A previous girlfriend, you know the one, introduced me to something called Fetlife. At first, she wanted me to read her profile. She was a bit on the edge. I wasn’t interested in the strap system she had under the mattress of the bed.

“Why do you want to show me this? Are you trying to introduce something into the relationship? I’m not that interested.”

“I want you to see all of me.”

“Um, your kink profile? Perhaps you can just show me here in real life?”

Over the course of a few weeks she finally got me to open her Fetlife profile. It was a turning point for sure, something shifted in her. She began acting strangely. Paranoid. But it was more of a depressive episode coming on for some reason. She bolted. She bolted on purpose. When I asked her months later, still craving her amazing bedroom ecstasy, she said, “I usually bolt after six months. I get scared. Too close. Too involved.”

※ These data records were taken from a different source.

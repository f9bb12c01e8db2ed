//! Package and reingest types.

use serde::{Deserialize, Serialize};
use std::fmt;
use std::str::FromStr;

use crate::error::{Error, InvalidInputError, allowed_values};

/// The type of a package held by the Storage Service.
///
/// Parsing ignores ASCII case, so `"aip"` and `"AIP"` are both accepted.
#[derive(Clone, Copy, Debug, PartialEq, Eq, Hash, Serialize, Deserialize)]
#[serde(try_from = "String", into = "String")]
pub enum PackageType {
    /// Archival Information Package.
    Aip,
    /// Archival Information Collection.
    Aic,
    /// Dissemination Information Package.
    Dip,
    Transfer,
    /// Submission Information Package.
    Sip,
    File,
    Deposit,
}

impl PackageType {
    pub const ALL: [PackageType; 7] = [
        PackageType::Aip,
        PackageType::Aic,
        PackageType::Dip,
        PackageType::Transfer,
        PackageType::Sip,
        PackageType::File,
        PackageType::Deposit,
    ];

    /// Returns the Storage Service code for this type.
    pub fn as_str(&self) -> &'static str {
        match self {
            PackageType::Aip => "AIP",
            PackageType::Aic => "AIC",
            PackageType::Dip => "DIP",
            PackageType::Transfer => "transfer",
            PackageType::Sip => "SIP",
            PackageType::File => "file",
            PackageType::Deposit => "deposit",
        }
    }
}

impl fmt::Display for PackageType {
    fn fmt(&self, f: &mut fmt::Formatter<'_>) -> fmt::Result {
        f.write_str(self.as_str())
    }
}

impl FromStr for PackageType {
    type Err = Error;

    fn from_str(s: &str) -> Result<Self, Self::Err> {
        Self::ALL
            .into_iter()
            .find(|t| t.as_str().eq_ignore_ascii_case(s))
            .ok_or_else(|| {
                InvalidInputError::PackageType {
                    value: s.to_string(),
                    allowed: allowed_values(&Self::ALL),
                }
                .into()
            })
    }
}

impl TryFrom<String> for PackageType {
    type Error = Error;

    fn try_from(s: String) -> Result<Self, Self::Error> {
        s.parse()
    }
}

impl From<PackageType> for String {
    fn from(t: PackageType) -> Self {
        t.as_str().to_string()
    }
}

/// How much of an AIP to run back through the pipeline.
#[derive(Clone, Copy, Debug, Default, PartialEq, Eq, Hash, Serialize, Deserialize)]
#[serde(try_from = "String", into = "String")]
pub enum ReingestType {
    #[default]
    Full,
    Objects,
    MetadataOnly,
}

impl ReingestType {
    pub fn as_str(&self) -> &'static str {
        match self {
            ReingestType::Full => "FULL",
            ReingestType::Objects => "OBJECTS",
            ReingestType::MetadataOnly => "METADATA_ONLY",
        }
    }
}

impl fmt::Display for ReingestType {
    fn fmt(&self, f: &mut fmt::Formatter<'_>) -> fmt::Result {
        f.write_str(self.as_str())
    }
}

impl FromStr for ReingestType {
    type Err = Error;

    fn from_str(s: &str) -> Result<Self, Self::Err> {
        match s.to_ascii_uppercase().as_str() {
            "FULL" => Ok(ReingestType::Full),
            "OBJECTS" => Ok(ReingestType::Objects),
            "METADATA_ONLY" => Ok(ReingestType::MetadataOnly),
            other => Err(InvalidInputError::ReingestType {
                value: other.to_string(),
            }
            .into()),
        }
    }
}

impl TryFrom<String> for ReingestType {
    type Error = Error;

    fn try_from(s: String) -> Result<Self, Self::Error> {
        s.parse()
    }
}

impl From<ReingestType> for String {
    fn from(t: ReingestType) -> Self {
        t.as_str().to_string()
    }
}
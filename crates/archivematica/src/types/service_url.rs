//! Service base URL type.

use serde::{Deserialize, Serialize};
use std::fmt;
use std::str::FromStr;
use url::Url;

use crate::error::{Error, InvalidInputError};

/// A validated base URL for the Archivematica dashboard or the Storage Service.
///
/// Both services are commonly deployed on internal networks, so plain HTTP is
/// accepted alongside HTTPS. Trailing slashes are stripped so that API paths
/// can be appended directly.
///
/// # Example
///
/// ```
/// use archivematica::ServiceUrl;
///
/// let ss = ServiceUrl::new("http://archivematica.example.org:8000/").unwrap();
/// assert_eq!(ss.endpoint("/api/v2/file/"), "http://archivematica.example.org:8000/api/v2/file/");
/// ```
#[derive(Clone, Debug, PartialEq, Eq, Hash)]
pub struct ServiceUrl(String);

impl ServiceUrl {
    /// Create a new service URL from a string, validating the format.
    ///
    /// # Errors
    ///
    /// Returns an error if the URL cannot be parsed, is not absolute, does
    /// not use `http`/`https`, or has no host.
    pub fn new(s: impl AsRef<str>) -> Result<Self, Error> {
        let original = s.as_ref();
        let trimmed = original.trim().trim_end_matches('/');

        let url = Url::parse(trimmed).map_err(|e| InvalidInputError::Url {
            value: original.to_string(),
            reason: e.to_string(),
        })?;

        Self::validate(&url, original)?;

        Ok(Self(trimmed.to_string()))
    }

    /// Returns the full URL for an API path such as `/api/v2/file/`.
    pub fn endpoint(&self, path: &str) -> String {
        if path.starts_with('/') {
            format!("{}{}", self.0, path)
        } else {
            format!("{}/{}", self.0, path)
        }
    }

    /// Returns the base URL as a string, without a trailing slash.
    pub fn as_str(&self) -> &str {
        &self.0
    }

    /// Returns the host string.
    pub fn host(&self) -> Option<String> {
        Url::parse(&self.0)
            .ok()
            .and_then(|u| u.host_str().map(str::to_string))
    }

    fn validate(url: &Url, original: &str) -> Result<(), Error> {
        if url.cannot_be_a_base() {
            return Err(InvalidInputError::Url {
                value: original.to_string(),
                reason: "must be an absolute URL".to_string(),
            }
            .into());
        }

        let scheme = url.scheme();
        if scheme != "http" && scheme != "https" {
            return Err(InvalidInputError::Url {
                value: original.to_string(),
                reason: format!("unsupported scheme '{}', must be http or https", scheme),
            }
            .into());
        }

        if url.host_str().is_none_or(str::is_empty) {
            return Err(InvalidInputError::Url {
                value: original.to_string(),
                reason: "must have a host".to_string(),
            }
            .into());
        }

        Ok(())
    }
}

impl fmt::Display for ServiceUrl {
    fn fmt(&self, f: &mut fmt::Formatter<'_>) -> fmt::Result {
        f.write_str(&self.0)
    }
}

impl FromStr for ServiceUrl {
    type Err = Error;

    fn from_str(s: &str) -> Result<Self, Self::Err> {
        Self::new(s)
    }
}

impl Serialize for ServiceUrl {
    fn serialize<S>(&self, serializer: S) -> Result<S::Ok, S::Error>
    where
        S: serde::Serializer,
    {
        serializer.serialize_str(&self.0)
    }
}

impl<'de> Deserialize<'de> for ServiceUrl {
    fn deserialize<D>(deserializer: D) -> Result<Self, D::Error>
    where
        D: serde::Deserializer<'de>,
    {
        let s = String::deserialize(deserializer)?;
        ServiceUrl::new(&s).map_err(serde::de::Error::custom)
    }
}

impl AsRef<str> for ServiceUrl {
    fn as_ref(&self) -> &str {
        &self.0
    }
}
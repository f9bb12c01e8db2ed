//! HTTP transport for one service.

use reqwest::header::{AUTHORIZATION, HeaderValue};
use reqwest::{Method, RequestBuilder, Response, StatusCode};
use serde_json::Value;
use tracing::{debug, instrument, trace};

use crate::auth::CredentialCell;
use crate::error::{Error, InvalidInputError};
use crate::types::ServiceUrl;

use super::classify;

/// HTTP client bound to one base URL and one credential pair.
///
/// The `Authorization` header is filled in from the credential cell when the
/// request is dispatched, and only when the caller has not set one.
#[derive(Debug, Clone)]
pub struct ApiClient {
    client: reqwest::Client,
    base: ServiceUrl,
    credentials: CredentialCell,
}

impl ApiClient {
    /// Create a client with its own connection pool.
    pub fn new(base: ServiceUrl, credentials: CredentialCell) -> Result<Self, Error> {
        Ok(Self::with_client(build_http_client()?, base, credentials))
    }

    /// Create a client that shares an existing connection pool.
    pub fn with_client(
        client: reqwest::Client,
        base: ServiceUrl,
        credentials: CredentialCell,
    ) -> Self {
        Self {
            client,
            base,
            credentials,
        }
    }

    /// Returns the base URL requests are resolved against.
    pub fn base(&self) -> &ServiceUrl {
        &self.base
    }

    /// Returns the credential cell read at dispatch time.
    pub fn credentials(&self) -> &CredentialCell {
        &self.credentials
    }

    /// Start a request for an API path under the base URL.
    pub fn request(&self, method: Method, path: &str) -> RequestBuilder {
        self.client.request(method, self.base.endpoint(path))
    }

    pub fn get(&self, path: &str) -> RequestBuilder {
        self.request(Method::GET, path)
    }

    pub fn post(&self, path: &str) -> RequestBuilder {
        self.request(Method::POST, path)
    }

    pub fn delete(&self, path: &str) -> RequestBuilder {
        self.request(Method::DELETE, path)
    }

    /// Dispatch a request, adding the `Authorization` header if it is absent.
    #[instrument(skip(self, builder), fields(base = %self.base))]
    pub async fn send(&self, builder: RequestBuilder) -> Result<Response, Error> {
        let mut request = builder.build()?;

        if !request.headers().contains_key(AUTHORIZATION) {
            let mut value = HeaderValue::from_str(&self.credentials.authorization_header())
                .map_err(|_| InvalidInputError::Credentials)?;
            value.set_sensitive(true);
            request.headers_mut().insert(AUTHORIZATION, value);
        }

        debug!(method = %request.method(), url = %request.url(), "sending request");
        let response = self.client.execute(request).await?;
        trace!(status = %response.status(), "received response");

        Ok(response)
    }

    /// Dispatch a request and decode its JSON body, classifying the status.
    pub async fn send_json(
        &self,
        builder: RequestBuilder,
        expected: StatusCode,
        context: &str,
    ) -> Result<Value, Error> {
        let response = self.send(builder).await?;
        classify::decode_json_response(response, expected, context).await
    }
}

/// Build the HTTP client shared by both services.
pub fn build_http_client() -> Result<reqwest::Client, Error> {
    Ok(reqwest::Client::builder()
        .user_agent(concat!("archivematica-rs/", env!("CARGO_PKG_VERSION")))
        .build()?)
}
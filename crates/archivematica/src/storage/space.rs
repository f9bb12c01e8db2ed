//! Storage Service spaces.

use reqwest::StatusCode;
use serde_json::{Map, Value};
use tracing::instrument;

use crate::Result;
use crate::filter::DjangoFilter;
use crate::http::ApiClient;
use crate::http::body;
use crate::listing::{self, PaginatedListing};
use crate::record::Record;

use super::space_type::SpaceType;

/// Space operations.
#[derive(Debug, Clone)]
pub struct Space {
    api: ApiClient,
}

impl Space {
    pub fn new(api: ApiClient) -> Self {
        Self { api }
    }

    /// Every space.
    pub async fn get_all(&self) -> Result<PaginatedListing> {
        self.get_all_filtered(&[]).await
    }

    /// Spaces matching every filter.
    #[instrument(skip(self, filters), fields(filter_count = filters.len()))]
    pub async fn get_all_filtered(&self, filters: &[DjangoFilter]) -> Result<PaginatedListing> {
        let params: Vec<(String, String)> = filters.iter().map(DjangoFilter::query_pair).collect();
        listing::fetch_all(&self.api, "/api/v2/space/", &params, "Failed to get spaces").await
    }

    #[instrument(skip(self))]
    pub async fn details(&self, uuid: &str) -> Result<Record> {
        let failure = format!("Failed to get details about space ({})", uuid);
        let value = self
            .api
            .send_json(
                self.api.get(&format!("/api/v2/space/{}/", uuid)),
                StatusCode::OK,
                &failure,
            )
            .await?;
        body::into_record(value, &failure)
    }

    /// List a path inside a space.
    ///
    /// Unlike location browsing, the path is sent and returned as-is.
    #[instrument(skip(self))]
    pub async fn browse(&self, uuid: &str, path: &str) -> Result<Value> {
        let mut request = self.api.get(&format!("/api/v2/space/{}/browse/", uuid));
        if !path.is_empty() {
            request = request.query(&[("path", path)]);
        }

        self.api
            .send_json(
                request,
                StatusCode::OK,
                &format!("Request to browse space ({}) failed.", uuid),
            )
            .await
    }

    /// Create a space. `fields` are checked against `space_type` before any
    /// request is made; see [`SpaceType::payload`].
    #[instrument(skip(self, fields))]
    pub async fn create(&self, space_type: SpaceType, fields: &Map<String, Value>) -> Result<Record> {
        let payload = space_type.payload(fields)?;

        let failure = format!("Failed to create space of type ({})", space_type.display_name());
        let value = self
            .api
            .send_json(
                self.api.post("/api/v2/space/").json(&payload),
                StatusCode::CREATED,
                &failure,
            )
            .await?;
        body::into_record(value, &failure)
    }
}
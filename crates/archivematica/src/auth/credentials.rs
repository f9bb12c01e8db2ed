//! API key credentials.

use std::fmt;

/// A username and API key pair for one service.
///
/// Archivematica and the Storage Service each have their own pair. Keys are
/// static, so there is nothing to refresh.
///
/// # Security
///
/// The key is never exposed in Debug output to prevent accidental logging.
///
/// # Example
///
/// ```
/// use archivematica::Credentials;
///
/// let creds = Credentials::new("test", "3c23b036");
/// assert_eq!(creds.authorization_header(), "ApiKey test:3c23b036");
/// assert_eq!(Credentials::default().authorization_header(), "");
/// ```
#[derive(Clone, Default, PartialEq, Eq)]
pub struct Credentials {
    username: String,
    key: String,
}

impl Credentials {
    /// Create new credentials.
    pub fn new(username: impl Into<String>, key: impl Into<String>) -> Self {
        Self {
            username: username.into(),
            key: key.into(),
        }
    }

    /// Returns the API username.
    pub fn username(&self) -> &str {
        &self.username
    }

    /// Returns the API key.
    ///
    /// # Security
    ///
    /// Use this only when constructing authentication headers or request
    /// bodies that need the key. Never log or display this value.
    pub fn key(&self) -> &str {
        &self.key
    }

    /// Returns true when both the username and key are set.
    pub fn is_complete(&self) -> bool {
        !self.username.is_empty() && !self.key.is_empty()
    }

    /// Build the `Authorization` header value.
    ///
    /// Returns `ApiKey <username>:<key>` when both parts are set and an empty
    /// string otherwise, which the services treat as unauthenticated.
    pub fn authorization_header(&self) -> String {
        if self.is_complete() {
            format!("ApiKey {}:{}", self.username, self.key)
        } else {
            String::new()
        }
    }
}

impl fmt::Debug for Credentials {
    fn fmt(&self, f: &mut fmt::Formatter<'_>) -> fmt::Result {
        f.debug_struct("Credentials")
            .field("username", &self.username)
            .field("key", &"[REDACTED]")
            .finish()
    }
}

I think she exposed me to a dark side of what she wanted and I wasn’t impressed. I had no desire to crossover into the “lifestyle.” That’s how they talk about the kink world. You’re either in the lifestyle or not. Most normies don’t know what the lifestyle is. I still don’t really. I’m curious. Not pursuing.

Do tattoos symbolize a tip to the edge? What about a padlock necklace? Or a choaker with a loop? Or are people just playing with the ideas? The nose thing that looks like a bull ring. I asked a young man about the padlock on his necklace. “You into the lifestyle or is that just a lock?” “Just a lock. I think it’s cool.” He was clueless about my question. I wasn’t propositioning him. I am curious about how… But it was a non-conversation.

There is a curiosity in all of us. The dark side offers unlimited pleasures. Depravation. Excess. Extreme role-playing. Whatever. If that’s what you’re into, there’s a Facebook-like site for you. Look it up. It’s more like an amateur porn site with a heavy emphasis on OnlyFans profiles and links. You discover them on Fetlife, you follow them on OnlyFans, and who knows… Perhaps they will visit your town as an escort. That’s their play anyway. I haven’t indulged.

I did two podcasts for my single dad blog with sex experts. One was a master’s degree cutie with a passion for paddling and showing others how to paddle. She was amazing. Wanted $10,000 for a weekend with my girlfriend and me in Dallas. Um. She must’ve thought I was in a different tax bracket. The other was a straight-up escort.

There was a site, since taken down, that was for finding your OnlyFan escort in real life in your town tonight if you wanted. Prices ranged from $200 an encounter to $2,000 for a weekend. Nope. Tempted. But, nope. That was even during the period I was appropriately employed and spinning out fun money. I bought music gear instead. Searching for the perfect vocal chain, here in my house, to capture lead vocal performances.

I’m a singer. And a lover. A lover alone. Kink curious. Uninitiated.